FDA warns Centrient over GMP issues at Indian facility

Regulatory NewsRegulatory News | 13 December 2022 |  By 

The US Food and Drug Administration (FDA) last recently warned Centrient Pharmaceuticals for current good manufacturing practice (CGMP) violations at its active pharmaceutical ingredient (API) facility in Punjab, India.
 
The warning letter, addressed to Manoj Sharma, country president and director of operations for Centrient Pharmaceuticals India Private Limited, details three GMP violations observed during an inspection in June and July of this year. It also calls on the company to address several data integrity issues and recommends that the firm hire a CGMP consultant.
 
“Because your methods, facilities, or controls for manufacturing, processing, packing, or holding do not conform to CGMP, your API are adulterated,” FDA wrote.
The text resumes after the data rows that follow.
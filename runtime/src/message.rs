//! Wire messages exchanged at the adapter ↔ engine boundary.

use callo_core::action;
use serde::{Deserialize, Serialize};
use serde_json::{Map, Value};

/// Inbound call: `{ name?, props?, state? }`.
///
/// `name` is only consulted when `state` is absent or carries no
/// resumption offset.
#[derive(Debug, Clone, Default, PartialEq, Serialize, Deserialize)]
pub struct Request {
    #[serde(default, skip_serializing_if = "Option::is_none")]
    pub name: Option<String>,
    #[serde(default, skip_serializing_if = "Option::is_none")]
    pub props: Option<Map<String, Value>>,
    #[serde(default, skip_serializing_if = "Option::is_none")]
    pub state: Option<String>,
}

impl Request {
    /// Start the flow `name`.
    pub fn dial(name: impl Into<String>, props: Map<String, Value>) -> Self {
        Self {
            name: Some(name.into()),
            props: Some(props),
            state: None,
        }
    }

    /// Continue from a previously returned token.
    pub fn resume(token: impl Into<String>, props: Map<String, Value>) -> Self {
        Self {
            name: None,
            props: Some(props),
            state: Some(token.into()),
        }
    }

    pub fn with_name(mut self, name: impl Into<String>) -> Self {
        self.name = Some(name.into());
        self
    }
}

/// Outbound reply: `{ action?, data?, state?, error? }`.
#[derive(Debug, Clone, Default, PartialEq, Serialize, Deserialize)]
pub struct Response {
    #[serde(default, skip_serializing_if = "Option::is_none")]
    pub action: Option<String>,
    #[serde(default, skip_serializing_if = "Option::is_none")]
    pub data: Option<Value>,
    #[serde(default, skip_serializing_if = "Option::is_none")]
    pub state: Option<String>,
    #[serde(default, skip_serializing_if = "Option::is_none")]
    pub error: Option<String>,
}

impl Response {
    /// Reply for a flow name that is not registered.
    pub fn unknown() -> Self {
        Self {
            action: Some(action::UNKNOWN.to_string()),
            ..Default::default()
        }
    }

    /// Generic failure reply. Never carries state.
    pub fn failure(kind: FailureKind) -> Self {
        Self {
            action: Some(action::ERROR.to_string()),
            error: Some(kind.code().to_string()),
            ..Default::default()
        }
    }

    pub fn is_failure(&self) -> bool {
        self.error.is_some()
    }
}

/// Per-request failures, as exposed to callers.
#[derive(Debug, Clone, Copy, PartialEq, Eq)]
pub enum FailureKind {
    /// The token could not be verified, decoded, or has expired.
    InvalidState,
    /// A handler returned an error or panicked.
    HandlerFailed,
    /// A handler did not signal within the step timeout.
    Timeout,
    /// The request exceeded the step budget (e.g. endless replay).
    StepLimit,
    /// The reply could not be sealed.
    Internal,
}

impl FailureKind {
    pub fn code(&self) -> &'static str {
        match self {
            FailureKind::InvalidState => "invalid_state",
            FailureKind::HandlerFailed => "handler_failed",
            FailureKind::Timeout => "timeout",
            FailureKind::StepLimit => "step_limit",
            FailureKind::Internal => "internal",
        }
    }
}
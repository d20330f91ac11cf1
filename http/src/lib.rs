//! # Callo HTTP
//!
//! Transport adapter for the Callo engine over HTTP/1.1 (hyper 1.0), and a
//! matching client session.
//!
//! ```rust,ignore
//! let engine = Callo::builder().password("secret").on("login", login).build()?;
//! HttpIngress::new(engine).bind("127.0.0.1:3000").run().await?;
//! ```

pub mod body;
pub mod client;
pub mod config;
pub mod ingress;
pub mod service;

pub use body::BodyError;
pub use client::{CalloSession, ClientError};
pub use config::HttpConfig;
pub use ingress::{HttpIngress, IngressError};
pub use service::CalloService;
The facility was placed on import alert in November 2022.
 
According to FDA, Centrient’s quality unit “failed to ensure adequate document control over paper and electronic records.” The agency noted that its investigators “observed numerous logbooks, forms, and partially completed ‘Sample Request For Analysis (Other Than SAP)’ in an uncontrolled temporary storage room near your microbiology laboratory.” Further, the investigators said the company had a shredder in its document center labeled for “emergency use” that contained shredded documents with information about relative humidity, temperature and other data that the firm’s personnel couldn’t identify.
 
The warning letter also cites the company for inadequate controls over its computerized systems. “Multiple usernames and passwords for software login of several users’ information were handwritten in an uncontrolled notebook of your senior executive microbiologist … to ensure data integrity actions performed need to be attributable to a specific individual,” FDA wrote.
 
Additionally, the agency said the company did not ensure its test procedures for beta-lactam environmental monitoring were validated and followed by staff.
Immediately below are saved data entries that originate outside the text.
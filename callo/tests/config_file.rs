use callo::prelude::*;
use callo::{ConfigError, Secret};
use serde_json::Map;
use std::io::Write;

async fn stash(h: Handle, props: Props, state: State) -> HandlerResult {
    if let Some(v) = props.get("v") {
        state.set("v", v.clone());
    }
    h.order("STASHED", ());
    Ok(())
}

async fn reveal(h: Handle, _props: Props, state: State) -> HandlerResult {
    h.end(state.to_value());
    Ok(())
}

fn write_config(contents: &str) -> tempfile::NamedTempFile {
    let mut file = tempfile::NamedTempFile::new().unwrap();
    file.write_all(contents.as_bytes()).unwrap();
    file
}

const CONFIG: &str = r#"
[crypt]
password = "password-for-phone-call"
salt = "fixedsalt"

[engine]
step_timeout_ms = 500
"#;

#[tokio::test]
async fn test_tokens_survive_restart_with_password_and_salt() {
    let file = write_config(CONFIG);
    let config = AppConfig::load(file.path()).unwrap();
    assert!(matches!(config.crypt.secret(), Ok(Secret::Password { .. })));

    let flows = || Flow::new().then(handler_fn(stash)).then(handler_fn(reveal));

    let first = config.builder().on("stash", flows()).build().unwrap();
    let mut props = Map::new();
    props.insert("v".into(), json!(42));
    let token = first
        .dispatch(Request::dial("stash", props))
        .await
        .state
        .unwrap();

    // Same file, fresh process: the derived key must match.
    let restarted = AppConfig::load(file.path())
        .unwrap()
        .builder()
        .on("stash", flows())
        .build()
        .unwrap();
    let reply = restarted
        .dispatch(Request::resume(token, Map::new()))
        .await;
    assert_eq!(reply.data, Some(json!({ "v": 42 })));
}

#[test]
fn test_missing_and_malformed_files() {
    let err = AppConfig::load("/definitely/not/here.toml").unwrap_err();
    assert!(matches!(err, ConfigError::Io { .. }));

    let file = write_config("[engine\nstep_timeout_ms = ");
    assert!(matches!(AppConfig::load(file.path()), Err(ConfigError::Parse(_))));

    let file = write_config("[engine]\nstep_timeout_ms = 0");
    let config = AppConfig::load(file.path()).unwrap();
    assert!(matches!(config.validate(), Err(ConfigError::Invalid(_))));
}
//! Props - Caller-Supplied Input
//!
//! Props are owned by the caller. The server can read them but there is
//! no API to change them, so every handler in a request sees the same map.

use serde::de::DeserializeOwned;
use serde_json::{Map, Value};
use std::sync::Arc;

/// Read-only view over the `props` object of a request.
///
/// Cloning is cheap; all clones share the same map.
#[derive(Debug, Clone, Default)]
pub struct Props {
    values: Arc<Map<String, Value>>,
}

impl Props {
    pub fn new(values: Map<String, Value>) -> Self {
        Self {
            values: Arc::new(values),
        }
    }

    /// Build props from an arbitrary JSON value. Anything that is not an
    /// object yields empty props.
    pub fn from_value(value: Value) -> Self {
        match value {
            Value::Object(map) => Self::new(map),
            _ => Self::default(),
        }
    }

    pub fn get(&self, key: &str) -> Option<&Value> {
        self.values.get(key)
    }

    /// Convenience accessor for string props. `null` counts as absent.
    pub fn get_str(&self, key: &str) -> Option<&str> {
        self.values.get(key).and_then(Value::as_str)
    }

    /// Deserialize a single prop into `T`.
    pub fn get_as<T: DeserializeOwned>(&self, key: &str) -> Option<T> {
        self.values
            .get(key)
            .and_then(|v| serde_json::from_value(v.clone()).ok())
    }

    /// True when the key exists and is not `null`.
    pub fn contains(&self, key: &str) -> bool {
        matches!(self.values.get(key), Some(v) if !v.is_null())
    }

    pub fn as_map(&self) -> &Map<String, Value> {
        &self.values
    }

    pub fn len(&self) -> usize {
        self.values.len()
    }

    pub fn is_empty(&self) -> bool {
        self.values.is_empty()
    }

    pub fn to_value(&self) -> Value {
        Value::Object((*self.values).clone())
    }
}

impl From<Map<String, Value>> for Props {
    fn from(values: Map<String, Value>) -> Self {
        Self::new(values)
    }
}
“Contamination of non-beta-lactam drugs with beta-lactam drugs presents great risk to patient safety, including potential anaphylaxis and death. No safe level of penicillin contamination has been determined to be a tolerable risk. Severe allergenic responses can occur in susceptible patients exposed to extremely low levels of penicillin and other beta-lactams,” FDA wrote.
 
While the company told FDA that there was no impact to product quality as a result, the agency pointed out that it used a method intended to detect beta-lactams in buildings where non-beta-lactam drugs are made, and that those methods were not validated or followed. Furthermore, FDA said the company’s “method for detecting penicillin in environmental monitoring of beta-lactams in the non-beta-lactam buildings at your facility is not sufficiently sensitive to detect very low levels of contamination.”
 
Lastly, FDA said the company failed to adequately investigate the cause of “black particles” in two batches of an API. While the company reported that the particles were “non-metallic charred product residue” that dissolved in solution, FDA said the company could not provide its investigator data to support its conclusion.